== WORK ORDER ==
Filter out every line below that lacks "does", and copy the rest.

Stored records
● ● ● ● ●
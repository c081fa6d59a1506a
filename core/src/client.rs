//! Request builder, response parser, and executing façade for the log
//! service API.
//!
//! # Design
//! `LogServiceClient` holds the service address plus two mutable
//! configuration fields (admin token, timeout) that are read at call time.
//! Each operation is split into a `build_*` method that produces an
//! `HttpRequest` and a `parse_*` method that consumes an `HttpResponse`,
//! keeping the mapping layer deterministic and testable without a network.
//! The public operation methods combine the two through `http::execute`,
//! one independent round trip per call.

use std::time::Duration;

use chrono::NaiveDate;
use tracing::warn;

use crate::error::ApiError;
use crate::http::{self, HttpMethod, HttpRequest, HttpResponse};
use crate::types::{ClientInfo, LogEntry, LogInfo, LogStatsDto};

const DEFAULT_TIMEOUT: Duration = Duration::from_secs(5);

/// Synchronous client for the remote logging service.
///
/// Constructed from the service base address (required, non-empty). The
/// admin token and timeout may be reassigned between calls; mutating them
/// while requests are in flight is the caller's responsibility to avoid —
/// the client does not guard against it.
#[derive(Debug, Clone)]
pub struct LogServiceClient {
    service_address: String,

    /// Admin API token, required only by [`get_all_clients`].
    ///
    /// [`get_all_clients`]: LogServiceClient::get_all_clients
    pub admin_api_token: Option<String>,

    /// Per-request timeout. Defaults to 5 seconds.
    pub timeout: Duration,
}

impl LogServiceClient {
    pub fn new(service_address: &str) -> Self {
        Self {
            service_address: service_address.trim_end_matches('/').to_string(),
            admin_api_token: None,
            timeout: DEFAULT_TIMEOUT,
        }
    }

    /// Base URL with the `api` prefix baked in.
    fn api_url(&self) -> String {
        format!("{}/api", self.service_address)
    }

    // --- request building ---

    pub fn build_get_all_clients(&self) -> Result<HttpRequest, ApiError> {
        let token = self
            .admin_api_token
            .as_deref()
            .filter(|t| !t.trim().is_empty())
            .ok_or(ApiError::MissingAdminToken)?;
        Ok(HttpRequest {
            method: HttpMethod::Get,
            path: format!("{}/Clients?token={token}", self.api_url()),
            headers: Vec::new(),
            body: None,
        })
    }

    pub fn build_get_log_stats(&self, client: &ClientInfo) -> HttpRequest {
        HttpRequest {
            method: HttpMethod::Get,
            path: format!("{}/Logging/{}", self.api_url(), client.id),
            headers: Vec::new(),
            body: None,
        }
    }

    pub fn build_post_log_message(
        &self,
        client: &ClientInfo,
        log: &LogInfo,
        message: &str,
    ) -> Result<HttpRequest, ApiError> {
        let body =
            serde_json::to_string(message).map_err(|e| ApiError::SerializationError(e.to_string()))?;
        Ok(HttpRequest {
            method: HttpMethod::Post,
            path: format!("{}/Logging/{}/{}", self.api_url(), client.id, log.id),
            headers: vec![("content-type".to_string(), "application/json".to_string())],
            body: Some(body),
        })
    }

    pub fn build_get_entries(
        &self,
        client: &ClientInfo,
        log: &LogInfo,
        page: Option<u32>,
    ) -> HttpRequest {
        let base = format!("{}/Logging/{}/{}/p", self.api_url(), client.id, log.id);
        HttpRequest {
            method: HttpMethod::Get,
            // No page segment means "most recent page".
            path: match page {
                Some(p) => format!("{base}/{p}"),
                None => base,
            },
            headers: Vec::new(),
            body: None,
        }
    }

    pub fn build_get_entry(
        &self,
        client: &ClientInfo,
        log: &LogInfo,
        entry_id: Option<u32>,
    ) -> HttpRequest {
        let base = format!("{}/Logging/{}/{}/id", self.api_url(), client.id, log.id);
        HttpRequest {
            method: HttpMethod::Get,
            // No id segment means "last entry".
            path: match entry_id {
                Some(id) => format!("{base}/{id}"),
                None => base,
            },
            headers: Vec::new(),
            body: None,
        }
    }

    pub fn build_get_page_index_for_date(
        &self,
        client: &ClientInfo,
        log: &LogInfo,
        date: NaiveDate,
    ) -> HttpRequest {
        HttpRequest {
            method: HttpMethod::Get,
            path: format!(
                "{}/Logging/{}/{}/pfd/{}",
                self.api_url(),
                client.id,
                log.id,
                date.format("%Y-%m-%d")
            ),
            headers: Vec::new(),
            body: None,
        }
    }

    // --- response parsing ---

    pub fn parse_get_all_clients(&self, response: HttpResponse) -> Result<Vec<ClientInfo>, ApiError> {
        check_success(&response)?;
        serde_json::from_str(&response.body).map_err(|e| ApiError::DeserializationError(e.to_string()))
    }

    /// Pick the statistics object whose log id equals `log_id`
    /// (case-sensitive, first match) and build a populated `LogInfo` from
    /// it. `Ok(None)` when the client has no log with that id.
    pub fn parse_get_log_info(
        &self,
        response: HttpResponse,
        log_id: &str,
    ) -> Result<Option<LogInfo>, ApiError> {
        check_success(&response)?;
        let stats: Vec<LogStatsDto> = serde_json::from_str(&response.body)
            .map_err(|e| ApiError::DeserializationError(e.to_string()))?;
        stats
            .into_iter()
            .find(|s| s.log_id == log_id)
            .map(LogInfo::from_stats)
            .transpose()
    }

    /// Non-success statuses are a service-side rejection of the post and
    /// read as `Ok(false)`; a success status carries the service's own
    /// boolean verdict in the body.
    pub fn parse_post_log_message(&self, response: HttpResponse) -> Result<bool, ApiError> {
        if check_success(&response).is_err() {
            return Ok(false);
        }
        serde_json::from_str(&response.body).map_err(|e| ApiError::DeserializationError(e.to_string()))
    }

    pub fn parse_get_entries(&self, response: HttpResponse) -> Result<Vec<LogEntry>, ApiError> {
        check_success(&response)?;
        serde_json::from_str(&response.body).map_err(|e| ApiError::DeserializationError(e.to_string()))
    }

    pub fn parse_get_entry(&self, response: HttpResponse) -> Result<Option<LogEntry>, ApiError> {
        if response.status == 404 {
            return Ok(None);
        }
        check_success(&response)?;
        serde_json::from_str(&response.body)
            .map(Some)
            .map_err(|e| ApiError::DeserializationError(e.to_string()))
    }

    /// The service answers `-1` when no entries exist on the requested
    /// date; that sentinel becomes `Ok(None)` and never reaches callers.
    pub fn parse_get_page_index_for_date(
        &self,
        response: HttpResponse,
    ) -> Result<Option<u32>, ApiError> {
        check_success(&response)?;
        let index: i64 = serde_json::from_str(response.body.trim())
            .map_err(|e| ApiError::DeserializationError(e.to_string()))?;
        match index {
            -1 => Ok(None),
            i => u32::try_from(i)
                .map(Some)
                .map_err(|_| ApiError::DeserializationError(format!("unexpected page index {i}"))),
        }
    }

    // --- operations ---

    /// Fetch every registered client, in the order the service returns
    /// them. Requires a non-blank admin token; fails with
    /// `MissingAdminToken` before any network I/O otherwise.
    pub fn get_all_clients(&self) -> Result<Vec<ClientInfo>, ApiError> {
        let request = self.build_get_all_clients()?;
        self.parse_get_all_clients(http::execute(request, self.timeout)?)
    }

    /// Fetch statistics for one of `client`'s logs. `Ok(None)` when the
    /// client has no log with that id — distinct from transport failure.
    pub fn get_log_info(
        &self,
        client: &ClientInfo,
        log_id: &str,
    ) -> Result<Option<LogInfo>, ApiError> {
        let request = self.build_get_log_stats(client);
        self.parse_get_log_info(http::execute(request, self.timeout)?, log_id)
    }

    /// Append a message to a log. Returns the boolean verdict the service
    /// sends on success; every transport-level failure (connection error,
    /// timeout, non-success status) yields `Ok(false)` instead of an error.
    pub fn post_log_message(
        &self,
        client: &ClientInfo,
        log: &LogInfo,
        message: &str,
    ) -> Result<bool, ApiError> {
        let request = self.build_post_log_message(client, log, message)?;
        match http::execute(request, self.timeout) {
            Ok(response) => self.parse_post_log_message(response),
            Err(e) => {
                warn!(error = %e, "log message dropped on transport failure");
                Ok(false)
            }
        }
    }

    /// Fetch one page of entries, in service order. `None` requests the
    /// most recent page; an out-of-range page yields an empty list.
    pub fn get_entries(
        &self,
        client: &ClientInfo,
        log: &LogInfo,
        page: Option<u32>,
    ) -> Result<Vec<LogEntry>, ApiError> {
        let request = self.build_get_entries(client, log, page);
        self.parse_get_entries(http::execute(request, self.timeout)?)
    }

    /// Fetch a single entry. `None` requests the last entry in the log;
    /// an id that does not exist yields `Ok(None)`.
    pub fn get_entry(
        &self,
        client: &ClientInfo,
        log: &LogInfo,
        entry_id: Option<u32>,
    ) -> Result<Option<LogEntry>, ApiError> {
        let request = self.build_get_entry(client, log, entry_id);
        self.parse_get_entry(http::execute(request, self.timeout)?)
    }

    /// Resolve the page index holding the first entry written on `date`,
    /// or `Ok(None)` when no entries exist for that date.
    pub fn get_page_index_for_date(
        &self,
        client: &ClientInfo,
        log: &LogInfo,
        date: NaiveDate,
    ) -> Result<Option<u32>, ApiError> {
        let request = self.build_get_page_index_for_date(client, log, date);
        self.parse_get_page_index_for_date(http::execute(request, self.timeout)?)
    }
}

/// Map non-success status codes to `ApiError::HttpError`.
fn check_success(response: &HttpResponse) -> Result<(), ApiError> {
    if (200..300).contains(&response.status) {
        return Ok(());
    }
    Err(ApiError::HttpError {
        status: response.status,
        body: response.body.clone(),
    })
}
● ● ● ● ●
== ANSWER TO THIS PROBLEM ==
/// the client does not guard against it.
    /// an id that does not exist yields `Ok(None)`.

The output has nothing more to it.